Which lines of the entries contain the string "interval"? Please find them and copy them.

Segment Open

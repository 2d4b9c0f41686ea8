use crate::db::models::TypedReading;
use crate::db::store;
use crate::devices::context::DeviceContext;
use crate::devices::manager::DeviceManager;
use crate::models::device::{Device, SensorKind};
use chrono::Utc;
use diesel::SqliteConnection;
use log::{debug, error, info, warn};
use std::sync::atomic::{AtomicBool, Ordering};
use std::thread;
use std::time::{Duration, Instant};

/// Longest uninterrupted sleep between stop-flag checks.
const STOP_POLL: Duration = Duration::from_millis(100);

/// What one collection cycle did with each configured sensor.
#[derive(Debug, Clone, Default, PartialEq, Eq)]
pub struct CycleReport {
    pub reading_id: i32,
    pub stored: Vec<SensorKind>,
    /// Sampled, but the insert was rolled back.
    pub failed: Vec<SensorKind>,
    /// Configured, but produced no value.
    pub missing: Vec<SensorKind>,
}

/// Create this cycle's reading, then sample and store each configured sensor.
/// A failing sensor or insert never affects the others.
pub fn collect_once(conn: &mut SqliteConnection, devices: &mut DeviceManager) -> Result<CycleReport, String> {
    let reading_id = store::create_reading(conn, Utc::now().naive_utc())?;
    let mut report = CycleReport {
        reading_id,
        ..CycleReport::default()
    };

    for kind in SensorKind::ALL {
        if !devices.is_configured(Device::Sensor(kind)) {
            continue;
        }
        let Some(value) = devices.sense(kind) else {
            report.missing.push(kind);
            continue;
        };
        match store::insert_typed_reading(conn, reading_id, TypedReading::new(kind, value)) {
            Ok(()) => report.stored.push(kind),
            Err(e) => {
                error!("{}", e);
                report.failed.push(kind);
            }
        }
    }

    Ok(report)
}

/// The collection loop's device manager, rebuilt whenever the stored pin
/// configuration changes.
pub struct Collector {
    devices: Option<DeviceManager>,
    pins_revision: i32,
}

impl Collector {
    pub fn start(conn: &mut SqliteConnection, ctx: &DeviceContext) -> Result<Self, String> {
        let stored = store::load_pin_config(conn)?;
        let devices = DeviceManager::new(&stored.pins, ctx).map_err(|e| format!("device setup failed: {}", e))?;
        Ok(Self {
            devices: Some(devices),
            pins_revision: stored.revision,
        })
    }

    pub fn devices_mut(&mut self) -> Option<&mut DeviceManager> {
        self.devices.as_mut()
    }

    /// Rebuild the devices when `pin_config.revision` moved. Returns whether a rebuild happened.
    pub fn refresh(&mut self, conn: &mut SqliteConnection, ctx: &DeviceContext) -> Result<bool, String> {
        match store::pin_config_revision(conn)? {
            Some(revision) if revision != self.pins_revision => {}
            _ => return Ok(false),
        }

        let stored = store::load_pin_config(conn)?;
        info!(
            "Pin configuration changed (revision {}, {}); rebuilding devices",
            stored.revision, stored.updated_at
        );
        self.pins_revision = stored.revision;
        // old lines must be free before the new manager claims them
        self.devices = None;
        match DeviceManager::new(&stored.pins, ctx) {
            Ok(devices) => {
                self.devices = Some(devices);
                Ok(true)
            }
            Err(e) => Err(format!("device setup failed, sampling paused until the configuration changes: {}", e)),
        }
    }

    pub fn collect(&mut self, conn: &mut SqliteConnection) -> Result<CycleReport, String> {
        match self.devices.as_mut() {
            Some(devices) => collect_once(conn, devices),
            None => Err("no devices available".to_string()),
        }
    }
}

/// Run collection cycles every `interval` until `stop` is set.
pub fn run_loop(
    conn: &mut SqliteConnection,
    ctx: &DeviceContext,
    interval: Duration,
    stop: &AtomicBool,
) -> Result<(), String> {
    let mut collector = Collector::start(conn, ctx)?;
    info!("Collection loop started: interval={}s", interval.as_secs());

    while !stop.load(Ordering::SeqCst) {
        let tick_start = Instant::now();

        if let Err(e) = collector.refresh(conn, ctx) {
            warn!("{}", e);
        }
        match collector.collect(conn) {
            Ok(report) => debug!(
                "reading {}: stored {:?}, failed {:?}, no value {:?}",
                report.reading_id, report.stored, report.failed, report.missing
            ),
            Err(e) => error!("collection cycle failed: {}", e),
        }

        // Maintain steady cadence
        let deadline = tick_start + interval;
        while !stop.load(Ordering::SeqCst) {
            let now = Instant::now();
            if now >= deadline {
                break;
            }
            thread::sleep((deadline - now).min(STOP_POLL));
        }
    }

    info!("Stop requested; turning devices off");
    drop(collector);
    Ok(())
}

#[cfg(test)]
mod tests {
    use super::*;
    use crate::models::device::{ActuatorKind, EventCode};
    use crate::schema;
    use crate::testing::{FakeBackend, context, test_db};
    use diesel::connection::SimpleConnection;
    use diesel::prelude::*;

    macro_rules! rows {
        ($conn:expr, $table:path) => {
            $table.count().get_result::<i64>($conn).unwrap()
        };
    }

    #[test]
    fn light_sensor_and_pump_end_to_end() {
        let mut conn = test_db();
        conn.batch_execute("INSERT INTO pin_config (light_pin_in, water_pin) VALUES (0, 17);")
            .unwrap();
        let ctx = context(true, FakeBackend::default());
        let mut collector = Collector::start(&mut conn, &ctx).unwrap();

        let report = collector.collect(&mut conn).unwrap();
        assert_eq!(report.stored, vec![SensorKind::Light]);
        assert!(report.failed.is_empty() && report.missing.is_empty());

        let (id, level): (i32, f64) = schema::light_reading::table
            .select((schema::light_reading::id, schema::light_reading::light_level))
            .first(&mut conn)
            .unwrap();
        assert_eq!(id, report.reading_id);
        assert!((500.0..=1500.0).contains(&level), "{level}");
        assert_eq!(rows!(&mut conn, schema::reading::table), 1);
        assert_eq!(rows!(&mut conn, schema::light_reading::table), 1);
        assert_eq!(rows!(&mut conn, schema::temperature_reading::table), 0);
        assert_eq!(rows!(&mut conn, schema::humidity_reading::table), 0);
        assert_eq!(rows!(&mut conn, schema::water_reading::table), 0);
        assert_eq!(rows!(&mut conn, schema::soil_moisture_reading::table), 0);

        let devices = collector.devices_mut().unwrap();
        devices.turn_on(ActuatorKind::WaterPump, &mut conn).unwrap();
        devices.turn_off(ActuatorKind::WaterPump, &mut conn).unwrap();

        let codes: Vec<i32> = schema::audit_log::table
            .order(schema::audit_log::id.asc())
            .select(schema::audit_log::event_code)
            .load(&mut conn)
            .unwrap();
        assert_eq!(codes, vec![EventCode::PumpOn.code(), EventCode::PumpOff.code()]);
    }

    #[test]
    fn storage_failure_is_isolated_to_one_sensor() {
        let mut conn = test_db();
        let ctx = context(true, FakeBackend::default());
        let mut collector = Collector::start(&mut conn, &ctx).unwrap();
        conn.batch_execute(
            "CREATE TRIGGER reject_humidity BEFORE INSERT ON humidity_reading \
             BEGIN SELECT RAISE(ABORT, 'disk full'); END;",
        )
        .unwrap();

        let report = collector.collect(&mut conn).unwrap();

        assert_eq!(report.failed, vec![SensorKind::Humidity]);
        assert_eq!(
            report.stored,
            vec![
                SensorKind::Light,
                SensorKind::Temperature,
                SensorKind::WaterLevel,
                SensorKind::SoilMoisture
            ]
        );
        assert_eq!(rows!(&mut conn, schema::reading::table), 1);
        assert_eq!(rows!(&mut conn, schema::light_reading::table), 1);
        assert_eq!(rows!(&mut conn, schema::temperature_reading::table), 1);
        assert_eq!(rows!(&mut conn, schema::humidity_reading::table), 0);
        assert_eq!(rows!(&mut conn, schema::water_reading::table), 1);
        assert_eq!(rows!(&mut conn, schema::soil_moisture_reading::table), 1);
    }

    #[test]
    fn failed_sensor_is_reported_as_missing() {
        let mut conn = test_db();
        conn.batch_execute("INSERT INTO pin_config (temperature_pin_in, soil_moisture_pin_in) VALUES (4, 1);")
            .unwrap();
        // hardware mode: the one-wire directory does not exist and no ADC samples are scripted
        let ctx = context(false, FakeBackend::default());
        let mut collector = Collector::start(&mut conn, &ctx).unwrap();

        let report = collector.collect(&mut conn).unwrap();

        assert!(report.stored.is_empty());
        assert_eq!(report.missing, vec![SensorKind::Temperature, SensorKind::SoilMoisture]);
        assert_eq!(rows!(&mut conn, schema::reading::table), 1);
    }

    #[test]
    fn rebuilds_devices_when_configuration_changes() {
        let mut conn = test_db();
        let ctx = context(true, FakeBackend::default());
        let mut collector = Collector::start(&mut conn, &ctx).unwrap();
        assert!(!collector.refresh(&mut conn, &ctx).unwrap());

        conn.batch_execute("UPDATE pin_config SET light_pin_in = NULL, humidity_pin_in = NULL;")
            .unwrap();
        assert!(collector.refresh(&mut conn, &ctx).unwrap());
        assert!(!collector.refresh(&mut conn, &ctx).unwrap());

        let report = collector.collect(&mut conn).unwrap();
        assert_eq!(report.stored.len(), 3);
        assert!(!report.stored.contains(&SensorKind::Light));
    }

    #[test]
    fn single_pin_edit_is_picked_up() {
        let mut conn = test_db();
        let ctx = context(true, FakeBackend::default());
        let mut collector = Collector::start(&mut conn, &ctx).unwrap();

        conn.batch_execute("UPDATE pin_config SET light_pin_in = NULL;").unwrap();
        assert!(collector.refresh(&mut conn, &ctx).unwrap());

        let report = collector.collect(&mut conn).unwrap();
        assert_eq!(
            report.stored,
            vec![
                SensorKind::Temperature,
                SensorKind::Humidity,
                SensorKind::WaterLevel,
                SensorKind::SoilMoisture
            ]
        );
        assert_eq!(rows!(&mut conn, schema::light_reading::table), 0);
    }

    #[test]
    fn conflicting_configuration_pauses_sampling() {
        let mut conn = test_db();
        let ctx = context(true, FakeBackend::default());
        let mut collector = Collector::start(&mut conn, &ctx).unwrap();

        conn.batch_execute("UPDATE pin_config SET heater_pin = 18;").unwrap();
        assert!(collector.refresh(&mut conn, &ctx).is_err());
        assert!(collector.collect(&mut conn).is_err());
        // no retry until the row changes again
        assert!(!collector.refresh(&mut conn, &ctx).unwrap());
    }

    #[test]
    fn loop_exits_when_stop_is_already_set() {
        let mut conn = test_db();
        let ctx = context(true, FakeBackend::default());
        let stop = AtomicBool::new(true);
        run_loop(&mut conn, &ctx, Duration::from_secs(1), &stop).unwrap();
        assert_eq!(rows!(&mut conn, schema::reading::table), 0);
    }
}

Segment Closed

__WRITTEN SOLUTION__:
/// Run collection cycles every `interval` until `stop` is set.
    interval: Duration,
    info!("Collection loop started: interval={}s", interval.as_secs());
        let deadline = tick_start + interval;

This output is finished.